Nabi shallallaahu ‘alaihi wa sallam telah
membatalkan pernikahan Ibnu ‘Umar radliyallaahu ‘anhumaa, seorang shahabat
besar, karena wanita yang dinikahinya itu tidak menyukainya.
حَدَّثَنَا
قُتَيْبَةُ حَدَّثَنَا عَبْدُ الْعَزِيزِ بْنُ مُحَمَّدٍ عَنْ مُحَمَّدِ بْنِ
عَمْرٍو عَنْ أَبِي سَلَمَةَ عَنْ أَبِي هُرَيْرَةَ قَالَ قَالَ رَسُولُ اللَّهِ
صَلَّى اللَّهُ عَلَيْهِ وَسَلَّمَ الْيَتِيمَةُ تُسْتَأْمَرُ فِي نَفْسِهَا
فَإِنْ صَمَتَتْ فَهُوَ إِذْنُهَا وَإِنْ أَبَتْ فَلَا جَوَازَ عَلَيْهَا يَعْنِي
إِذَا أَدْرَكَتْ فَرَدَّتْ
Telah menceritakan kepada kami
Qutaibah(6): Telah menceritakan kepada kami ‘Abdul-‘Aziiz bin Muhammad(7), dari
Muhammad ‘Amru(8), dari Abu Salamah(9), dari Abu Hurairah, ia berkata: Telah
bersabda Rasulullah shallallaahu ‘alaihi wa sallam: “Seorang wanita yatim (jika
hendak dinikahkan), harus dimintai persetujuannya.
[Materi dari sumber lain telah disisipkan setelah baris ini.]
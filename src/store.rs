//! In-memory, newest-first record store.
//!
//! Each store keeps an ordered deque of ids, an id-keyed index of records and
//! a monotonic id sequence. All access goes through one `tokio` `RwLock`, so
//! a mutation is never observed half-applied. Stores are explicit values:
//! cloning a store clones the handle, not the data.

use std::borrow::Borrow;
use std::collections::{HashMap, VecDeque};
use std::sync::Arc;

use tokio::sync::RwLock;

use crate::entity::Entity;

/// First value handed out by a fresh sequence.
pub const SEQUENCE_START: u64 = 100;

/// Monotonic id source. Top-level and nested ids of one store share it, so
/// they never collide.
#[derive(Debug, Clone)]
pub struct IdSequence {
    next: u64,
}

impl Default for IdSequence {
    fn default() -> Self {
        Self::starting_at(SEQUENCE_START)
    }
}

impl IdSequence {
    pub fn starting_at(next: u64) -> Self {
        Self { next }
    }

    /// Returns `<prefix><n>` and advances the sequence.
    pub fn next_id<I: From<String>>(&mut self, prefix: &str) -> I {
        let id = format!("{prefix}{}", self.next);
        self.next += 1;
        I::from(id)
    }

    /// Keeps a supplied id, or assigns a fresh one.
    pub fn keep_or_next<I: From<String>>(&mut self, existing: Option<I>, prefix: &str) -> I {
        match existing {
            Some(id) => id,
            None => self.next_id(prefix),
        }
    }

    #[must_use]
    pub fn peek(&self) -> u64 {
        self.next
    }
}

struct StoreInner<E: Entity> {
    order: VecDeque<E::Id>,
    records: HashMap<E::Id, E>,
    sequence: IdSequence,
}

pub struct InMemoryStore<E: Entity> {
    inner: Arc<RwLock<StoreInner<E>>>,
}

impl<E: Entity> Clone for InMemoryStore<E> {
    fn clone(&self) -> Self {
        Self {
            inner: Arc::clone(&self.inner),
        }
    }
}

impl<E: Entity> Default for InMemoryStore<E> {
    fn default() -> Self {
        Self::new()
    }
}

impl<E: Entity> std::fmt::Debug for InMemoryStore<E> {
    fn fmt(&self, f: &mut std::fmt::Formatter<'_>) -> std::fmt::Result {
        f.debug_struct("InMemoryStore")
            .field("entity", &E::NAME)
            .finish_non_exhaustive()
    }
}

impl<E: Entity> InMemoryStore<E> {
    pub fn new() -> Self {
        Self::seeded(Vec::new())
    }

    /// Builds a store holding `records` in the given order (first = newest).
    /// A record whose id repeats an earlier one replaces it in place.
    pub fn seeded(records: Vec<E>) -> Self {
        let mut order = VecDeque::with_capacity(records.len());
        let mut index = HashMap::with_capacity(records.len());
        for record in records {
            let id = record.id().clone();
            if index.insert(id.clone(), record).is_none() {
                order.push_back(id);
            }
        }

        Self {
            inner: Arc::new(RwLock::new(StoreInner {
                order,
                records: index,
                sequence: IdSequence::default(),
            })),
        }
    }

    pub async fn len(&self) -> usize {
        self.inner.read().await.order.len()
    }

    pub async fn is_empty(&self) -> bool {
        self.len().await == 0
    }

    pub async fn get(&self, id: &str) -> Option<E> {
        self.inner.read().await.records.get(id).cloned()
    }

    /// All records in store order.
    pub async fn snapshot(&self) -> Vec<E> {
        self.select(|_| true).await
    }

    /// Records matching `predicate`, in store order.
    pub async fn select(&self, predicate: impl Fn(&E) -> bool) -> Vec<E> {
        let inner = self.inner.read().await;
        inner
            .order
            .iter()
            .filter_map(|id| inner.records.get::<E::Id>(id))
            .filter(|record| predicate(record))
            .cloned()
            .collect()
    }

    /// Builds a record under the write lock and puts it at the front.
    pub async fn insert_with(&self, build: impl FnOnce(&mut IdSequence) -> E) -> E {
        let mut guard = self.inner.write().await;
        let inner = &mut *guard;
        let record = build(&mut inner.sequence);
        let id = record.id().clone();
        if inner.records.insert(id.clone(), record.clone()).is_some() {
            inner.order.retain(|existing| existing != &id);
        }
        inner.order.push_front(id);
        record
    }

    /// Mutates the record with `id` in place and returns the updated copy.
    /// Returns `None` without calling `apply` when the id is unknown.
    pub async fn update_with(
        &self,
        id: &str,
        apply: impl FnOnce(&mut E, &mut IdSequence),
    ) -> Option<E> {
        let mut guard = self.inner.write().await;
        let StoreInner {
            records, sequence, ..
        } = &mut *guard;
        let record = records.get_mut(id)?;
        apply(record, sequence);
        Some(record.clone())
    }

    pub async fn remove(&self, id: &str) -> Option<E> {
        let mut guard = self.inner.write().await;
        let removed = guard.records.remove(id)?;
        guard
            .order
            .retain(|existing| Borrow::<str>::borrow(existing) != id);
        Some(removed)
    }
}
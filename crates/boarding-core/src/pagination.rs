//! Pagination utilities for repository list calls.
//!
//! Lists are page-based:
//! - `limit`: items per page (clamped to 1..=100, default 10)
//! - `page`: 1-indexed page number (default 1, clamped to at least 1)
//!
//! Filtering happens over the whole collection first, then the matching rows
//! are sliced into `[(page-1)*limit, (page-1)*limit + limit)`. A page past the
//! end yields an empty `data` array rather than an error.
//!
//! # Example
//!
//! ```ignore
//! use boarding_core::pagination::{ListQuery, paginate};
//!
//! let query = ListQuery::<()>::default().page(2).limit(5);
//! let rows: Vec<u32> = (0..12).collect();
//! let page = paginate(rows, query.pagination.page(), query.pagination.limit());
//!
//! assert_eq!(page.data, vec![5, 6, 7, 8, 9]);
//! assert_eq!(page.total_pages, 3);
//! ```

use serde::{Deserialize, Serialize};

use crate::serde::deserialize_optional_i64;

pub const DEFAULT_PAGE: i64 = 1;
pub const DEFAULT_LIMIT: i64 = 10;
pub const MAX_LIMIT: i64 = 100;

/// Page/limit parameters of a list call.
#[derive(Debug, Clone, Copy, PartialEq, Eq, Hash, Default, Serialize, Deserialize)]
pub struct PaginationParams {
    /// Page number (1-indexed, default: 1)
    #[serde(
        default,
        deserialize_with = "deserialize_optional_i64",
        skip_serializing_if = "Option::is_none"
    )]
    pub page: Option<i64>,
    /// Items per page (1-100, default: 10)
    #[serde(
        default,
        deserialize_with = "deserialize_optional_i64",
        skip_serializing_if = "Option::is_none"
    )]
    pub limit: Option<i64>,
}

impl PaginationParams {
    pub fn new(page: i64, limit: i64) -> Self {
        Self {
            page: Some(page),
            limit: Some(limit),
        }
    }

    /// Returns the page number, clamped to a minimum of 1.
    #[must_use]
    pub fn page(&self) -> i64 {
        self.page.unwrap_or(DEFAULT_PAGE).max(1)
    }

    /// Returns the effective limit, clamped to [1, 100]. Defaults to 10.
    #[must_use]
    pub fn limit(&self) -> i64 {
        self.limit_within(DEFAULT_LIMIT, MAX_LIMIT)
    }

    /// Like [`limit`](Self::limit) but with caller-supplied default and ceiling.
    #[must_use]
    pub fn limit_within(&self, default: i64, max: i64) -> i64 {
        let max = max.max(1);
        self.limit.unwrap_or(default).clamp(1, max)
    }

    /// Number of matching rows to skip for the current page.
    #[must_use]
    pub fn offset(&self) -> i64 {
        (self.page() - 1).saturating_mul(self.limit())
    }
}

/// Arguments of a repository `list` call: pagination plus entity filters.
#[derive(Debug, Clone, PartialEq, Default, Serialize, Deserialize)]
pub struct ListQuery<F> {
    #[serde(flatten)]
    pub pagination: PaginationParams,
    #[serde(default)]
    pub filters: F,
}

impl<F> ListQuery<F> {
    pub fn new(pagination: PaginationParams, filters: F) -> Self {
        Self {
            pagination,
            filters,
        }
    }

    #[must_use]
    pub fn page(mut self, page: i64) -> Self {
        self.pagination.page = Some(page);
        self
    }

    #[must_use]
    pub fn limit(mut self, limit: i64) -> Self {
        self.pagination.limit = Some(limit);
        self
    }

    #[must_use]
    pub fn filters(mut self, filters: F) -> Self {
        self.filters = filters;
        self
    }
}

/// One page of a filtered collection.
///
/// # Example JSON
///
/// ```json
/// { "data": [...], "total": 23, "page": 2, "limit": 10, "totalPages": 3 }
/// ```
#[derive(Debug, Clone, PartialEq, Serialize, Deserialize)]
#[serde(rename_all = "camelCase")]
pub struct Paginated<T> {
    pub data: Vec<T>,
    /// Number of rows matching the filters, across all pages
    pub total: i64,
    pub page: i64,
    pub limit: i64,
    pub total_pages: i64,
}

impl<T> Paginated<T> {
    /// Whether rows exist after this page.
    #[must_use]
    pub fn has_more(&self) -> bool {
        self.page < self.total_pages
    }

    /// Transforms every row, keeping the page metadata.
    pub fn map<U>(self, f: impl FnMut(T) -> U) -> Paginated<U> {
        Paginated {
            data: self.data.into_iter().map(f).collect(),
            total: self.total,
            page: self.page,
            limit: self.limit,
            total_pages: self.total_pages,
        }
    }
}

/// Slices already-filtered rows into one page.
///
/// `page` and `limit` are expected to be normalized (both at least 1).
pub fn paginate<T>(rows: Vec<T>, page: i64, limit: i64) -> Paginated<T> {
    let page = page.max(1);
    let limit = limit.max(1);
    let total = rows.len() as i64;
    let total_pages = if total == 0 { 0 } else { (total - 1) / limit + 1 };
    let offset = usize::try_from((page - 1).saturating_mul(limit)).unwrap_or(usize::MAX);
    let take = usize::try_from(limit).unwrap_or(usize::MAX);

    let data = rows.into_iter().skip(offset).take(take).collect();

    Paginated {
        data,
        total,
        page,
        limit,
        total_pages,
    }
}

#[cfg(test)]
mod tests {
    use super::*;

    #[test]
    fn test_pagination_params_defaults() {
        let params = PaginationParams::default();
        assert_eq!(params.page(), 1);
        assert_eq!(params.limit(), 10);
        assert_eq!(params.offset(), 0);
    }

    #[test]
    fn test_pagination_params_limit_boundaries() {
        assert_eq!(PaginationParams::new(1, 0).limit(), 1);
        assert_eq!(PaginationParams::new(1, -5).limit(), 1);
        assert_eq!(PaginationParams::new(1, 100).limit(), 100);
        assert_eq!(PaginationParams::new(1, 101).limit(), 100);
    }

    #[test]
    fn test_pagination_params_page_minimum() {
        assert_eq!(PaginationParams::new(0, 10).page(), 1);
        assert_eq!(PaginationParams::new(-3, 10).page(), 1);
    }

    #[test]
    fn test_pagination_params_offset_from_page() {
        assert_eq!(PaginationParams::new(3, 20).offset(), 40);
        assert_eq!(PaginationParams::new(i64::MAX, 100).offset(), i64::MAX);
    }

    #[test]
    fn test_limit_within_custom_ceiling() {
        let params = PaginationParams::default();
        assert_eq!(params.limit_within(25, 50), 25);
        let params = PaginationParams::new(1, 80);
        assert_eq!(params.limit_within(25, 50), 50);
    }

    #[test]
    fn test_paginate_middle_page() {
        let rows: Vec<i32> = (1..=23).collect();
        let page = paginate(rows, 2, 10);
        assert_eq!(page.data, (11..=20).collect::<Vec<_>>());
        assert_eq!(page.total, 23);
        assert_eq!(page.total_pages, 3);
        assert!(page.has_more());
    }

    #[test]
    fn test_paginate_last_partial_page() {
        let rows: Vec<i32> = (1..=23).collect();
        let page = paginate(rows, 3, 10);
        assert_eq!(page.data, vec![21, 22, 23]);
        assert!(!page.has_more());
    }

    #[test]
    fn test_paginate_out_of_range_page_is_empty() {
        let rows: Vec<i32> = (1..=5).collect();
        let page = paginate(rows, 4, 10);
        assert!(page.data.is_empty());
        assert_eq!(page.total, 5);
        assert_eq!(page.total_pages, 1);
    }

    #[test]
    fn test_paginate_empty_collection() {
        let page = paginate(Vec::<i32>::new(), 1, 10);
        assert!(page.data.is_empty());
        assert_eq!(page.total, 0);
        assert_eq!(page.total_pages, 0);
    }

    #[test]
    fn test_total_pages_is_ceiling() {
        for (total, limit, expected) in [(0, 10, 0), (1, 10, 1), (10, 10, 1), (11, 10, 2), (8, 3, 3)] {
            let rows: Vec<i64> = (0..total).collect();
            assert_eq!(paginate(rows, 1, limit).total_pages, expected);
        }
    }

    #[test]
    fn test_paginate_huge_limit_does_not_overflow() {
        let page = paginate(vec![1, 2, 3], 1, i64::MAX);
        assert_eq!(page.data, vec![1, 2, 3]);
        assert_eq!(page.total_pages, 1);

        let page = paginate(vec![1, 2, 3], i64::MAX, i64::MAX);
        assert!(page.data.is_empty());
        assert_eq!(page.total_pages, 1);
    }

    #[test]
    fn test_paginated_serializes_camel_case() {
        let page = paginate(vec!["a"], 1, 10);
        let json = serde_json::to_value(&page).unwrap();
        assert_eq!(json["totalPages"], 1);
        assert_eq!(json["data"][0], "a");
    }

    #[test]
    fn test_list_query_deserializes_flat_pagination() {
        #[derive(Debug, Default, PartialEq, Deserialize, Serialize)]
        struct Filters {
            search: Option<String>,
        }

        let query: ListQuery<Filters> =
            serde_json::from_str(r#"{"page": "2", "limit": 5, "filters": {"search": "ab"}}"#)
                .unwrap();
        assert_eq!(query.pagination, PaginationParams::new(2, 5));
        assert_eq!(query.filters.search.as_deref(), Some("ab"));

        let query: ListQuery<Filters> = serde_json::from_str("{}").unwrap();
        assert_eq!(query.filters, Filters::default());
    }

    #[test]
    fn test_map_keeps_metadata() {
        let page = paginate(vec![1, 2, 3], 1, 2).map(|n| n * 10);
        assert_eq!(page.data, vec![10, 20]);
        assert_eq!(page.total, 3);
        assert_eq!(page.total_pages, 2);
    }
}
use boarding_config::AppConfig;

use crate::fixtures::Fixtures;
use crate::modules::employees::EmployeeService;
use crate::modules::{GeneralService, StaffService, StudentService, TeacherService};
use crate::repository::Repository;

/// Every service of one process, each over its own seeded store.
#[derive(Clone, Debug)]
pub struct AppState {
    pub general: GeneralService,
    pub staff: StaffService,
    pub teachers: TeacherService,
    pub students: StudentService,
    pub config: AppConfig,
}

impl AppState {
    pub fn from_fixtures(fixtures: Fixtures, config: AppConfig) -> Self {
        let general = GeneralService::new(fixtures.reference, fixtures.guardians, &config);
        let populator = general.populator();

        Self {
            staff: EmployeeService::new(
                Repository::configured(fixtures.staff, &config),
                populator.clone(),
            ),
            teachers: EmployeeService::new(
                Repository::configured(fixtures.teachers, &config),
                populator.clone(),
            ),
            students: StudentService::new(
                Repository::configured(fixtures.students, &config),
                populator,
            ),
            general,
            config,
        }
    }
}

/// Builds the application state over the standard fixtures.
pub fn init_app_state(config: AppConfig) -> Result<AppState, serde_json::Error> {
    let fixtures = Fixtures::load()?;
    Ok(AppState::from_fixtures(fixtures, config))
}
use boarding::fixtures::{Fixtures, address};
use boarding::state::AppState;
use boarding_config::AppConfig;
use boarding_models::{CreateEmployeeDto, CreateGuardianDto, ExperienceInput, HasProfile};
use chrono::NaiveDate;

/// Application state over the standard fixtures, with latency switched off.
pub fn test_state() -> AppState {
    AppState::from_fixtures(Fixtures::load().unwrap(), AppConfig::for_tests())
}

#[allow(dead_code)]
pub fn date(value: &str) -> NaiveDate {
    NaiveDate::parse_from_str(value, "%Y-%m-%d").unwrap()
}

#[allow(dead_code)]
pub fn guardian_dto(name: &str) -> CreateGuardianDto {
    CreateGuardianDto {
        name: name.to_string(),
        phone: Some("+8801700000000".to_string()),
        email: Some(format!(
            "{}@example.com",
            name.to_lowercase().replace(' ', ".")
        )),
        occupation: Some("Pharmacist".to_string()),
        present_address: Some(address(&["n1", "d1", "dt1"])),
        ..CreateGuardianDto::default()
    }
}

/// A valid staff DTO copied from the first seeded staff member.
#[allow(dead_code)]
pub async fn staff_dto(state: &AppState) -> CreateEmployeeDto {
    let staff = state.staff.repository().get_by_id("st1").await.unwrap();
    CreateEmployeeDto::from(staff.profile())
}

#[allow(dead_code)]
pub fn experience(company: &str, start: &str, end: Option<&str>) -> ExperienceInput {
    ExperienceInput {
        id: None,
        company_name: company.to_string(),
        job_title: "Clerk".to_string(),
        start_date: date(start),
        end_date: end.map(date),
        responsibilities: "Record keeping".to_string(),
        achievements: None,
    }
}
//! Simulated latency for repository calls.
//!
//! Every repository operation sleeps before touching its store. Each operation
//! has its own base delay:
//!
//! | operation | base |
//! |-----------|------|
//! | list      | 300 ms |
//! | get       | 200 ms |
//! | create    | 500 ms |
//! | update    | 500 ms |
//! | delete    | 300 ms |
//! | dropdown  | 200 ms |
//!
//! # Environment Variables
//!
//! - `MOCK_LATENCY_ENABLED`: turn simulated latency on or off (default: true)
//! - `MOCK_LATENCY_SCALE`: multiplier applied to every base delay (default: 1.0)
//! - `MOCK_LATENCY_JITTER_MS`: maximum random deviation in either direction (default: 100)

use crate::{env_flag, env_or};

#[derive(Clone, Debug, PartialEq)]
pub struct LatencyConfig {
    pub enabled: bool,
    pub scale: f64,
    pub jitter_ms: u64,
    pub list_ms: u64,
    pub get_ms: u64,
    pub create_ms: u64,
    pub update_ms: u64,
    pub delete_ms: u64,
    pub dropdown_ms: u64,
}

impl Default for LatencyConfig {
    fn default() -> Self {
        Self {
            enabled: true,
            scale: 1.0,
            jitter_ms: 100,
            list_ms: 300,
            get_ms: 200,
            create_ms: 500,
            update_ms: 500,
            delete_ms: 300,
            dropdown_ms: 200,
        }
    }
}

impl LatencyConfig {
    /// Creates a new `LatencyConfig` from environment variables.
    ///
    /// Base delays are fixed; the environment only toggles, scales and
    /// jitters them. See [`LatencyConfig::sanitize_scale`] for how the scale
    /// is bounded.
    #[must_use]
    pub fn from_env() -> Self {
        let defaults = Self::default();
        Self {
            enabled: env_flag("MOCK_LATENCY_ENABLED", defaults.enabled),
            scale: Self::sanitize_scale(env_or("MOCK_LATENCY_SCALE", defaults.scale)),
            jitter_ms: env_or("MOCK_LATENCY_JITTER_MS", defaults.jitter_ms),
            ..defaults
        }
    }

    /// A negative scale becomes zero. NaN and infinity fall back to 1.0.
    #[must_use]
    pub fn sanitize_scale(scale: f64) -> f64 {
        if scale.is_finite() { scale.max(0.0) } else { 1.0 }
    }

    #[must_use]
    pub fn disabled() -> Self {
        Self {
            enabled: false,
            ..Self::default()
        }
    }

    /// Base delays without jitter. Makes sleeps exact for paused-clock tests.
    #[must_use]
    pub fn deterministic() -> Self {
        Self {
            jitter_ms: 0,
            ..Self::default()
        }
    }
}

#[cfg(test)]
mod tests {
    use super::*;

    #[test]
    fn test_default_config() {
        let config = LatencyConfig::default();
        assert!(config.enabled);
        assert_eq!(config.scale, 1.0);
        assert_eq!(config.jitter_ms, 100);
        assert_eq!(config.list_ms, 300);
        assert_eq!(config.get_ms, 200);
        assert_eq!(config.create_ms, 500);
        assert_eq!(config.update_ms, 500);
        assert_eq!(config.delete_ms, 300);
        assert_eq!(config.dropdown_ms, 200);
    }

    #[test]
    fn test_sanitize_scale() {
        assert_eq!(LatencyConfig::sanitize_scale(0.5), 0.5);
        assert_eq!(LatencyConfig::sanitize_scale(-2.0), 0.0);
        assert_eq!(LatencyConfig::sanitize_scale(f64::INFINITY), 1.0);
        assert_eq!(LatencyConfig::sanitize_scale(f64::NAN), 1.0);
    }

    #[test]
    fn test_disabled_keeps_base_delays() {
        let config = LatencyConfig::disabled();
        assert!(!config.enabled);
        assert_eq!(config.create_ms, 500);
    }

    #[test]
    fn test_deterministic_has_no_jitter() {
        let config = LatencyConfig::deterministic();
        assert!(config.enabled);
        assert_eq!(config.jitter_ms, 0);
    }
}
Jika ia diam, maka itulah
ijinnya. Jika menolak, maka tidak boleh dipaksa". Maksudnya jika telah
baligh dan menolak pernikahannya (Diriwayatkan oleh At-Tirmidziy no. 1109, dan
ia berkata: “Hasan”. Diriwayatkan pula oleh ‘Abdurrazzaaq no. 10297, Ibnu Abi
Syaibah 4/138, Ahmad 2/259 & 384 & 475, Abu Daawud no. 2093-2094,
An-Nasaa’iy 4/87, Abu Ya’laa no. 6019 & 7328, Ath-Thahaawiy dalam Syarh
Musykilil-Aatsaar no. 5728-5729, Ibnu Hibbaan no. 4079 & 4086, an Al-Baihaqiy
7/120 & 122. Dishahihkan
Al-Albaaniy dalam Shahih Sunan At-Tirmidziy 1/563 & Irwaaul-Ghaliil no.
1834).
At-Tirmidziy berkata:
واختلف
أهل العلم في تزويج اليتيمة فرأى بعض أهل العلم أن اليتيمة إذا زوجت فالنكاح موقوف
حتى تبلغ فإذا بلغت فلها الخيار في إجازة النكاح أو فسخه وهو قول بعض التابعين
وغيرهم وقال بعضهم لا يجوز نكاح اليتيمة حتى تبلغ ولا يجوز الخيار في النكاح وهو
قول سفيان الثوري والشافعي وغيرهما من أهل العلم وقال أحمد وإسحاق إذا بلغت
اليتيمة تسع سنين فزوجت فرضيت فالنكاح جائز ولا خيار لها إذا أدركت واحتجا بحديث
عائشة أن النبي صلى الله عليه وسلم بنى بها وهي بنت تسع سنين وقد قالت عائشة إذا
بلغت الجارية تسع سنين فهي امرأة
“Para ulama telah berselisih
pendapat tentang perkara menikahkan wanita yatim. Sebagian ulama berpendapat
bahwa jika seorang wanita yatim dinikahkan, maka pernikahannya itu digantungkan
hingga mencapai usia baligh. Jika telah mencapai usia baligh, maka ada hak
pilih baginya untuk meneruskan atau membatalkan pernikahannya. Ia adalah
pendapat sebagian tabi’in dan yang lainnya. Sebagin ulama lagi berkata: Tidak
diperbolehkan menikahi wanita yatim hingga ia baligh dan tidak boleh ada hak
pilih (untuk meneruskan atau membatalkan) dalam pernikahan. Ia adalah perkataan
Sufyaan Ats-Tsauriy, Asy-Syaafi’iy dan yang lainnya dari kalangan ulama. Telah
berkata Ahmad dan Ishaaq: Apabila wanita yatim itu mencapai usia sembilan
tahun, lalu ia dinikahkan dan ia pun ridla dengannya, maka pernikahannya itu
sah dan tidak ada hak pilih baginya jika ia telah mencapai usia baligh.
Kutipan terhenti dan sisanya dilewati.